C’erano una volta gli Elegy. Band olandese attiva fin dai primissimi anni ’90, magari non conosciutissima ai più, ma di fondamentale importanza per la scena progressive (e power) metal grazie ai loro primi tre album, piccole-grandi gemme a cavallo tra progressive e power sinfonico. Dopo l’abbandono del cantante originario e con una line-up alquanto instabile, alcuni dischi non all’altezza della proprie possibilità…lo scioglimento. Che centrano gli Elegy con questi Mother Of Sin? Semplice, il cantante Eduard Hovinga non è altri che lo storico singer del gruppo citato in apertura e questi Mother Of Sin (già al secondo album) sono la creatura che più si avvicina, come stile, alla storica band olandese. In questo nuovo combo troviamo, oltre a Hovinga, che si propone oltre che come cantante anche come chitarrista solista e tastierista, il batterista Gerry De Graaf e il bassista Peter Groen, anch’esso polistrumentista.
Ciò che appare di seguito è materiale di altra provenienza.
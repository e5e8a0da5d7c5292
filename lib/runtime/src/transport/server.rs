// SPDX-FileCopyrightText: Copyright (c) 2024-2026 NVIDIA CORPORATION & AFFILIATES. All rights reserved.
// SPDX-License-Identifier: Apache-2.0

//! The per-peer mailbox server.
//!
//! Accepts connections, decodes frames, and routes each request to the named
//! mailbox's bounded queue. A full queue is answered immediately with `Busy`;
//! the server never stalls on a slow consumer. Responses travel back over
//! the connection the request arrived on.

use std::net::SocketAddr;
use std::sync::Arc;
use std::time::{Duration, Instant};

use bytes::{Bytes, BytesMut};
use dashmap::DashMap;
use futures::StreamExt;
use tokio::io::AsyncWriteExt;
use tokio::net::tcp::OwnedWriteHalf;
use tokio::net::{TcpListener, TcpStream};
use tokio::sync::mpsc;
use tokio_util::codec::FramedRead;
use tokio_util::sync::CancellationToken;

use super::{
    FrameCodec, FrameType, RequestEnvelope, ResponseEnvelope, ResponseStatus, TransportError,
};
use crate::mailbox::{codec, Request};
use crate::registry::RegistryError;
use crate::utils;

/// Capacity of each connection's outbound write queue.
const WRITE_QUEUE_CAPACITY: usize = 256;

#[derive(Clone)]
pub struct MailboxServer {
    shared: Arc<ServerShared>,
}

struct ServerShared {
    local_addr: SocketAddr,
    mailboxes: DashMap<String, mpsc::Sender<Request>>,
    cancel: CancellationToken,
}

impl MailboxServer {
    /// Bind the listener and start accepting connections.
    pub async fn bind(addr: impl tokio::net::ToSocketAddrs) -> Result<MailboxServer, TransportError> {
        let listener = TcpListener::bind(addr).await?;
        let local_addr = listener.local_addr()?;

        let shared = Arc::new(ServerShared {
            local_addr,
            mailboxes: DashMap::new(),
            cancel: CancellationToken::new(),
        });

        tokio::spawn(accept_loop(listener, shared.clone()));

        tracing::info!(%local_addr, "mailbox server started");
        Ok(MailboxServer { shared })
    }

    /// The address peers should be told about.
    pub fn local_addr(&self) -> SocketAddr {
        self.shared.local_addr
    }

    pub(crate) fn bind_mailbox(
        &self,
        name: &str,
        tx: mpsc::Sender<Request>,
    ) -> Result<(), TransportError> {
        use dashmap::mapref::entry::Entry;
        match self.shared.mailboxes.entry(name.to_string()) {
            Entry::Occupied(_) => Err(TransportError::Registry(RegistryError::AlreadyRegistered)),
            Entry::Vacant(entry) => {
                entry.insert(tx);
                Ok(())
            }
        }
    }

    pub(crate) fn unbind_mailbox(&self, name: &str) {
        self.shared.mailboxes.remove(name);
    }

    /// Stop accepting connections and tear down connection tasks.
    pub fn shutdown(&self) {
        self.shared.cancel.cancel();
    }
}

async fn accept_loop(listener: TcpListener, shared: Arc<ServerShared>) {
    loop {
        let accepted = tokio::select! {
            _ = shared.cancel.cancelled() => break,
            accepted = listener.accept() => accepted,
        };

        match accepted {
            Ok((stream, peer)) => {
                tracing::debug!(%peer, "accepted connection");
                tokio::spawn(serve_connection(stream, shared.clone()));
            }
            Err(e) => {
                tracing::warn!(error = %e, "accept failed");
            }
        }
    }
}

async fn serve_connection(stream: TcpStream, shared: Arc<ServerShared>) {
    let _ = stream.set_nodelay(true);
    let (read_half, write_half) = stream.into_split();

    let (writer_tx, writer_rx) = mpsc::channel::<Bytes>(WRITE_QUEUE_CAPACITY);
    let writer_task = tokio::spawn(write_loop(write_half, writer_rx));

    let mut frames = FramedRead::new(read_half, FrameCodec::new());
    loop {
        let next = tokio::select! {
            _ = shared.cancel.cancelled() => break,
            next = frames.next() => next,
        };

        match next {
            Some(Ok((FrameType::Request, header, payload))) => {
                handle_request(&shared, &writer_tx, header, payload);
            }
            Some(Ok((FrameType::Response, _, _))) => {
                tracing::warn!("server received response frame, dropping");
            }
            Some(Err(e)) => {
                tracing::warn!(error = %e, "connection framing error");
                break;
            }
            None => break,
        }
    }

    drop(writer_tx);
    let _ = writer_task.await;
}

async fn write_loop(mut write_half: OwnedWriteHalf, mut rx: mpsc::Receiver<Bytes>) {
    while let Some(bytes) = rx.recv().await {
        if let Err(e) = write_half.write_all(&bytes).await {
            tracing::debug!(error = %e, "connection write failed");
            return;
        }
    }
    let _ = write_half.shutdown().await;
}

fn handle_request(
    shared: &Arc<ServerShared>,
    writer_tx: &mpsc::Sender<Bytes>,
    header: Bytes,
    payload: Bytes,
) {
    let envelope: RequestEnvelope = match serde_json::from_slice(&header) {
        Ok(env) => env,
        Err(e) => {
            tracing::warn!(error = %e, "dropping request with unparsable envelope");
            return;
        }
    };

    let Some(binding) = shared.mailboxes.get(&envelope.receiver) else {
        reject(writer_tx, envelope.id, ResponseStatus::UnknownMailbox, None);
        return;
    };

    if !codec::is_registered(&envelope.type_name) {
        reject(
            writer_tx,
            envelope.id,
            ResponseStatus::UnregisteredMsgType,
            Some(envelope.type_name.clone()),
        );
        return;
    }

    let msg = match codec::decode_message(&envelope.type_name, &payload) {
        Ok(msg) => msg,
        Err(e) => {
            reject(
                writer_tx,
                envelope.id,
                ResponseStatus::Error,
                Some(e.to_string()),
            );
            return;
        }
    };

    let deadline = envelope.deadline_unix_nanos.map(|nanos| {
        let now = utils::unix_nanos();
        if nanos > now {
            Instant::now() + Duration::from_nanos((nanos - now) as u64)
        } else {
            Instant::now()
        }
    });

    let request = Request::new(
        msg,
        envelope.type_name,
        deadline,
        crate::mailbox::ReplyHandle {
            id: envelope.id,
            writer: writer_tx.clone(),
        },
    );

    match binding.try_send(request) {
        Ok(()) => {}
        Err(mpsc::error::TrySendError::Full(_)) => {
            reject(writer_tx, envelope.id, ResponseStatus::Busy, None);
        }
        Err(mpsc::error::TrySendError::Closed(_)) => {
            reject(writer_tx, envelope.id, ResponseStatus::MailboxClosed, None);
        }
    }
}

/// Write an error-ish response without blocking the read loop. If the write
/// queue itself is full the caller will hit its deadline instead.
fn reject(
    writer_tx: &mpsc::Sender<Bytes>,
    id: u64,
    status: ResponseStatus,
    error: Option<String>,
) {
    let envelope = ResponseEnvelope {
        id,
        status,
        type_name: None,
        error,
    };
    let header = match serde_json::to_vec(&envelope) {
        Ok(h) => h,
        Err(_) => return,
    };
    let mut buf = BytesMut::new();
    if FrameCodec::encode_frame(&mut buf, FrameType::Response, &header, &[]).is_err() {
        return;
    }
    if writer_tx.try_send(buf.freeze()).is_err() {
        tracing::debug!(id, ?status, "dropping rejection, write queue full");
    }
}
Rispetto al pur buon esordio “Apathy”, in questo nuovo “Absolution”, i Mother Of Sin aggiustano maggiormente il tiro limando qualche spigolosità di troppo presente del debutto del 2005 e riportando la melodia in primo piano senza però trascurare una notevole tecnica strumentale; infatti il sound dei nostri, come già anticipato, rimane in bilico tra un prog metal veloce e forsennato che però apre alle melodie delle tastiere, caratteristiche dei gruppi power sinfonici dei ‘90. Pezzi come la stupenda opener Redemption, sono il manifesto del sound dei Mother Of Sin che vola veloce senza briglie, supportato da accelerazioni ritmiche, cambi di tempo, assolo vorticosi e dalla voce di Hovinga, a tratti altissima, a tratti stridula e a tratti melodica, a seconda dei diversi umori del brano. Notevole anche la prestazione del rosso olandese alla sei-corde. Ottimo coro che può ricordare le melodie vincenti degli Helloween Kiske-era, pur se in un contesto musicale diverso. Della stessa pasta brani come Everlasting, dalle tastiere melodiose e dal coro cantato su toni medio bassi, o come Soul Searching dalla ritmica indiavolata con una chitarra decisamente presente sia per la struttura portante del pezzo che per l’assolo vorticoso degno dei migliori virtuosi della 6-strings. Non mancano episodi più riflessivi come l’evocativa Overflow in cui Hovinga vola, alto supportato da efficaci contro-canti, alternando vocalizzi melodici a taluni di stampo quasi lirico. Anche Higher Ground calma le atmosfere grazie a chitarre acustiche e ritmiche lente. Davvero personale e interpretativa la prestazione vocale di Hovinga, assoluto protagonista. Against The Grain è invece un pezzo che aggiunge elementi pop-rock dalla forte componente melodica, specie nella parte cantata e nelle tastiere ariose. Ottimo coro da canticchiare fin da subito che riporta un po’ alla mente alcuni pezzi più easy di “Lost”, terzo lavoro degli Elegy.
Come si evince, questo “Redemption” è un disco qualitativamente alto, vario, da scoprire ascolto dopo ascolto, che sicuramente farà la gioia degli amanti della tecnica strumentale miscelata a una buona dose di melodia. Per chi, come il sottoscritto, inguaribile nostalgico, spera sempre in una reunion della la vecchia formazione degli Elegy con Hovinga e il chitarrista-compositore Van Der Laars, ribadisco che questi Mother Of Sin sono tutt’altro che un paliativo, ma un gruppo in grado di puntare in alto. “Absolution” è qui per dimostrarlo. A buon intenditor…
Concludo segnalando che, nella nostra epoca di download selvaggio, i Mother Of Sin hanno deciso di auto-prodursi (con risultati molto buoni) e di distribuire il loro cd solo tramite il proprio sito ufficiale. “Absolution” è inoltre interamente ascoltabile in streaming sul sito della band.